Mike Turner has represented Ohio's 10th District since 2003. That's 23 years in Washington — more than enough time to judge whose side he's really on. Here are 3 things voters in the Dayton area should know.
A watchdog group named him one of the most corrupt in Congress — twice
We should be able to trust that our leaders are working for us, not using their power to get rich. Turner has a problem on that front.
In both 2008 and 2010, the nonpartisan watchdog group Citizens for Responsibility and Ethics in Washington (CREW) named Mike Turner one of the most corrupt members of Congress — flagging him for "enrichment of self, family, or friends" and "solicitation of gifts."
The numbers tell the story. When Turner arrived in Congress in 2002, he reported between $153,000 and $695,000 in assets. By 2016, that had ballooned to somewhere between $2.8 million and $10.3 million. Part of that came from his marriage to a lobbyist for Cheniere Energy, a big natural gas company. At the very same time, Turner was writing legislation to make it easier for that exact company to export liquefied natural gas — and Cheniere was tracking his bills.
That's not a coincidence. That's how Washington works for people like Mike Turner.
He works for defense contractors, not for Dayton
Turner sits on the powerful House Armed Services Committee, which oversees billions of dollars in defense contracts. So who fills his campaign coffers? Look at his top donors:
- Sierra Nevada Corp
- Honeywell International
- L3Harris Technologies
- Lockheed Martin
These are the very companies he's supposed to be holding accountable. Instead, they're paying his bills. When a member of Congress is funded by the industry he regulates, it's not hard to guess whose interests come first — and it isn't the families back home struggling with rent and grocery bills.
One of the worst environmental records in Congress
We all deserve clean air and clean water. Mike Turner has spent his career voting against both.
The League of Conservation Voters tracks how every member votes on the environment. Turner's score? A dismal 6% for 2025, and just 10% over his entire career. That means he votes with polluters and against clean air and water more than 9 times out of 10.
That fits the pattern of a Congress that has worked to gut the EPA and let the government stop counting lives saved when it sets air pollution rules. The price for that gets paid by all of us — in higher rates of asthma, cancer, and early death. And given Turner's family ties to a gas company, his anti-environment voting record looks less like principle and more like loyalty to his donors.

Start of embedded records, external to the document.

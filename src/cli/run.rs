//! Run command implementation.

use super::output::{JsonGameResult, format_text};
use super::{CliError, OutputFormat, Setup, agent_ids, runtime};
use fogline::decision::RoamingDecisions;
use fogline::engine::{AgentSpec, FinalScore, GameEngine};
use indicatif::{ProgressBar, ProgressStyle};

/// Execute the run command.
///
/// # Errors
///
/// Returns an error if the game cannot be set up or fails mid-run.
pub(crate) fn execute(setup: Setup, format: OutputFormat, progress: bool, quiet: bool) -> Result<(), CliError> {
    let Setup {
        config,
        balance,
        agents,
    } = setup;
    let seed = config.seed;
    let tick_limit = config.win_after_ticks;

    if !quiet {
        println!("Running game with seed {seed}...");
        println!("Map: {} / {}", config.resolved_preset(), config.resolved_size());
        println!("Agents: {agents}");
        println!();
    }

    let mut engine = GameEngine::new(format!("run-{seed}"), config, balance);
    for id in agent_ids(agents) {
        engine.join(AgentSpec::adversary(id.as_str(), "roaming"))?;
    }
    engine.start()?;

    let bar = progress.then(|| {
        let bar = ProgressBar::new(tick_limit);
        let style = ProgressStyle::default_bar()
            .template("{spinner:.green} [{elapsed_precise}] [{bar:40.cyan/blue}] {pos}/{len} ticks ({per_sec})")
            .unwrap_or_else(|_| ProgressStyle::default_bar())
            .progress_chars("=>-");
        bar.set_style(style);
        bar
    });

    let decisions = RoamingDecisions::new(seed);
    runtime()?.block_on(async {
        while !engine.status().is_over() {
            engine.run_tick(&decisions).await?;
            if let Some(bar) = &bar {
                bar.inc(1);
            }
        }
        Ok::<(), CliError>(())
    })?;
    if let Some(bar) = bar {
        bar.finish_and_clear();
    }

    let scores = engine
        .final_scores()
        .map_or_else(|| engine.scores(), <[FinalScore]>::to_vec);
    let status = engine.status().name();

    match format {
        OutputFormat::Text => {
            print!("{}", format_text(seed, engine.tick(), status, &scores));
        }
        OutputFormat::Json => {
            let result = JsonGameResult {
                seed,
                status,
                ticks: engine.tick(),
                scores: &scores,
            };
            let json = serde_json::to_string_pretty(&result)
                .map_err(|e| CliError::new(format!("JSON serialization failed: {e}")))?;
            println!("{json}");
        }
    }

    Ok(())
}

One pattern, three examples
These aren't three separate stories. They're three versions of the same one: when Mike Turner has to choose between the people of Ohio's 10th and the powerful interests that enrich him, he picks the interests. The defense contractors who fund him, the gas company tied to his own household, the polluters he keeps voting to protect — they all come first. After 23 years, that's not a stumble. That's the whole career. In 2026, Dayton gets to decide whether it's still the career it wants representing it.